The basement membrane is a sheet-like extracellular matrix that underlies epithelia and surrounds muscles. In the gut of
Drosophila, the stiff basement membrane surrounds the muscles used in peristalsis to keep them flat and smooth. Collagen IV is one of the main components of the basement membrane, where it adds structure and stiffness. The
Peroxidasin (
Pxn) gene encodes an enzyme that crosslinks collagen IV at the NC1 domain. This crosslinking supports basement membrane stability and contributes to its stiffness. Hypomorphic P-element mutations of
Pxn exist in
Drosophila that survive to the larval stages with decreased viability to adulthood, but no null mutation has been reported. We expected a null mutation to be lethal at the end of embryogenesis, when collagen IV mutants die.
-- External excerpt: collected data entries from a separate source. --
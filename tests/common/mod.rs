use assert_cmd::cargo::cargo_bin_cmd;
use assert_cmd::Command;
use std::path::Path;

#[allow(dead_code)]
pub const LOREM: &str = "Lorem ipsum dolor sit amet, consectetur adipiscing elit. Mauris ornare finibus turpis, vel venenatis felis dignissi eu. In sed mattis eros, sit amet pulvinar velit. Donec vehicula metus ac libero condimentum, eget mollis enim ullamcorper.";

/// A `shorten` command isolated from the user's config file
pub fn shorten_cmd(config_home: &Path) -> Command {
    let mut cmd = cargo_bin_cmd!("shorten");
    cmd.env("XDG_CONFIG_HOME", config_home)
        .env_remove("SHORTEN_LOG")
        .env_remove("RUST_LOG");
    cmd
}
use clap::CommandFactory;
use std::fs;
use std::path::Path;

#[path = "src/cli.rs"]
mod cli;
#[path = "src/man.rs"]
mod man;

fn main() {
    println!("cargo:rerun-if-changed=src/cli.rs");
    println!("cargo:rerun-if-changed=src/man.rs");
    println!("cargo:rerun-if-changed=doc/shorten-extra.md");

    let doc_dir = Path::new("doc");
    fs::create_dir_all(doc_dir).expect("Failed to create doc directory");

    let extra_md = fs::read_to_string(doc_dir.join("shorten-extra.md"))
        .expect("Failed to read doc/shorten-extra.md");
    let page = man::render_man_page(cli::Cli::command(), &extra_md)
        .expect("Failed to render man page");

    fs::write(doc_dir.join("shorten.1"), page).expect("Failed to write doc/shorten.1");
}
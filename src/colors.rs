use ratatui::style::Color;
use std::env;

/// Color scheme that respects NO_COLOR environment variable
/// See https://no-color.org/
#[derive(Clone, Copy)]
pub struct ColorScheme {
    enabled: bool,
}

impl ColorScheme {
    /// Create a new color scheme based on NO_COLOR environment variable
    pub fn from_env() -> Self {
        // NO_COLOR disables colors if set to any value (even empty string)
        let enabled = env::var("NO_COLOR").is_err();
        Self { enabled }
    }

    /// Create a new color scheme with explicit enabled state
    pub fn new(enabled: bool) -> Self {
        Self { enabled }
    }

    fn pick(&self, color: Color) -> Color {
        if self.enabled {
            color
        } else {
            Color::Reset
        }
    }

    /// Get color for the expand marker
    pub fn ellipsis(&self) -> Color {
        self.pick(Color::Cyan)
    }

    /// Get color for the truncated state indicator
    pub fn truncated(&self) -> Color {
        self.pick(Color::Yellow)
    }

    /// Get color for the full state indicator
    pub fn full(&self) -> Color {
        self.pick(Color::Green)
    }

    /// Get color for the expanded state indicator
    pub fn expanded(&self) -> Color {
        self.pick(Color::Magenta)
    }

    /// Get color for waiting/measuring indicators
    pub fn pending(&self) -> Color {
        self.pick(Color::Gray)
    }

    /// Format a string with ANSI color codes (for text mode)
    /// Returns the string unchanged if colors are disabled
    pub fn ansi_format(&self, text: &str, ansi_code: &str) -> String {
        if self.enabled {
            format!("\x1b[{}m{}\x1b[0m", ansi_code, text)
        } else {
            text.to_string()
        }
    }

    /// ANSI cyan (36)
    pub fn ansi_cyan(&self, text: &str) -> String {
        self.ansi_format(text, "36")
    }
}

#[cfg(test)]
mod tests {
    use super::*;

    #[test]
    fn test_colors_enabled() {
        let scheme = ColorScheme::new(true);
        assert!(matches!(scheme.ellipsis(), Color::Cyan));
        assert!(matches!(scheme.truncated(), Color::Yellow));
        assert!(matches!(scheme.full(), Color::Green));
    }

    #[test]
    fn test_ansi_colors_enabled() {
        let scheme = ColorScheme::new(true);
        assert_eq!(scheme.ansi_cyan("more"), "\x1b[36mmore\x1b[0m");
        assert_eq!(scheme.ansi_format("more", "1"), "\x1b[1mmore\x1b[0m");
    }

    #[test]
    fn test_colors_disabled() {
        let scheme = ColorScheme::new(false);
        assert!(matches!(scheme.ellipsis(), Color::Reset));
        assert!(matches!(scheme.expanded(), Color::Reset));
        assert!(matches!(scheme.pending(), Color::Reset));
    }

    #[test]
    fn test_ansi_colors_disabled() {
        let scheme = ColorScheme::new(false);
        assert_eq!(scheme.ansi_cyan("more"), "more");
    }
}
mod cli;
mod colors;
mod config;
mod terminal;
mod view;

use anyhow::{Context, Result};
use clap::Parser;
use cli::{By, Cli};
use colors::ColorScheme;
use crossterm::tty::IsTty;
use shorten::controller::{DisplaySurface, ShortenOptions, Shortener};
use shorten::events::EventHub;
use shorten::font::FontSpec;
use shorten::measure::{CellMeasurer, EmAdvanceMeasurer, TextMeasurer};
use shorten::truncate::{clamp_length, Mode, DEFAULT_ELLIPSIS, DEFAULT_LENGTH};
use shorten::width::{FixedWidth, WidthProvider};
use std::io::{self, stdout, Read};
use std::path::Path;
use terminal::TerminalWidth;
use tracing::{debug, warn};
use tracing_subscriber::{fmt, EnvFilter};

/// Effective settings: flags over config file over built-in defaults
#[derive(Debug, Clone)]
pub(crate) struct Settings {
    pub(crate) options: ShortenOptions,
    /// Set when measuring in pixels
    pub(crate) font: Option<FontSpec>,
    pub(crate) width: Option<f64>,
    pub(crate) headless: bool,
}

impl Settings {
    fn resolve(cli: &Cli, config: config::Config) -> Result<Self> {
        let mode = match cli.by {
            Some(By::Lines) => Mode::Lines,
            Some(By::Words) => Mode::Words,
            Some(By::Characters) => Mode::Characters,
            None => config.by.unwrap_or_default(),
        };
        let length = cli
            .length
            .map(clamp_length)
            .or(config.length)
            .unwrap_or(DEFAULT_LENGTH);
        let ellipsis = cli
            .ellipsis
            .clone()
            .or(config.ellipsis)
            .unwrap_or_else(|| DEFAULT_ELLIPSIS.to_string());
        let font = match &cli.font {
            Some(spec) => Some(
                spec.parse::<FontSpec>()
                    .with_context(|| format!("Invalid --font: {}", spec))?,
            ),
            None => config.font,
        };

        Ok(Self {
            options: ShortenOptions {
                mode,
                length,
                ellipsis,
            },
            font,
            width: cli.width,
            headless: cli.headless,
        })
    }

    /// Width of one terminal column in measurement units
    pub(crate) fn column_scale(&self) -> f64 {
        match &self.font {
            Some(font) => EmAdvanceMeasurer::default().measure(" ", font),
            None => 1.0,
        }
    }

    /// Build a controller measuring against `width`
    pub(crate) fn shortener(&self, width: Box<dyn WidthProvider>) -> Shortener {
        if self.headless {
            return Shortener::headless(self.options.clone());
        }
        let (measurer, font): (Box<dyn TextMeasurer>, FontSpec) = match &self.font {
            Some(font) => (Box::new(EmAdvanceMeasurer::default()), font.clone()),
            None => (Box::new(CellMeasurer), FontSpec::default()),
        };
        Shortener::new(
            self.options.clone(),
            DisplaySurface::new(measurer, width, font),
        )
    }
}

/// Render the controller state as plain text: the shortened text followed by
/// the ellipsis, or the full text when nothing was cut.
pub(crate) fn render_plain(shortener: &Shortener, colors: Option<&ColorScheme>) -> String {
    match shortener.result() {
        Some(result) if result.was_truncated => {
            let ellipsis = &shortener.options().ellipsis;
            let ellipsis = match colors {
                Some(colors) => colors.ansi_cyan(ellipsis),
                None => ellipsis.clone(),
            };
            format!("{}{}", result.display_text, ellipsis)
        }
        Some(result) => result.display_text.clone(),
        None => shortener.text().to_string(),
    }
}

/// Read the text to shorten, dropping the trailing line ending
pub(crate) fn read_text(file: Option<&Path>) -> Result<String> {
    let mut text = match file {
        Some(path) => std::fs::read_to_string(path)
            .with_context(|| format!("Failed to read: {}", path.display()))?,
        None => {
            let mut buf = String::new();
            io::stdin()
                .read_to_string(&mut buf)
                .context("Failed to read stdin")?;
            buf
        }
    };
    let trimmed = text.trim_end_matches(['\n', '\r']).len();
    text.truncate(trimmed);
    Ok(text)
}

fn init_tracing() {
    let filter = EnvFilter::try_from_env("SHORTEN_LOG")
        .or_else(|_| EnvFilter::try_from_default_env())
        .unwrap_or_else(|_| EnvFilter::new("shorten=warn"));

    fmt()
        .with_writer(std::io::stderr)
        .with_target(false)
        .with_env_filter(filter)
        .init();
}

fn main() -> Result<()> {
    init_tracing();
    let cli = Cli::parse();
    let config = config::load()?;
    let settings = Settings::resolve(&cli, config)?;
    debug!(?settings, "resolved settings");

    if cli.watch {
        let path = cli.file.as_deref().context("--watch requires a FILE")?;
        return view::run(path, &settings);
    }

    let text = read_text(cli.file.as_deref())?;
    let is_tty = stdout().is_tty();

    let width: Box<dyn WidthProvider> = match settings.width {
        Some(width) => Box::new(FixedWidth(Some(width))),
        None if is_tty => Box::new(TerminalWidth::new(0, settings.column_scale())),
        None => Box::new(FixedWidth(None)),
    };

    let mut hub = EventHub::new();
    let mut shortener = settings.shortener(width);
    shortener.attach(text, &mut hub);
    if shortener.result().is_none() && !shortener.text().is_empty() {
        warn!("no width available; printing the full text");
    }

    let colors = ColorScheme::from_env();
    let rendered = render_plain(&shortener, is_tty.then_some(&colors));
    if !rendered.is_empty() {
        println!("{}", rendered);
    }
    shortener.detach(&mut hub);

    Ok(())
}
Using CRISPR, we created a mutant (
Pxn11) that deletes a portion of the catalytic domain, eliminating its activity. Further, this deletion also caused a frameshift mutation that inserted a stop codon soon after the deletion. Contrary to our expectations, about twenty percent of expected homozygotes survive and live an apparently normal lifespan. These homozygotes exhibit muscle defects in the gut consistent with loss of stiffness in the basement membrane. A few hypotheses that could account for their viability will be discussed.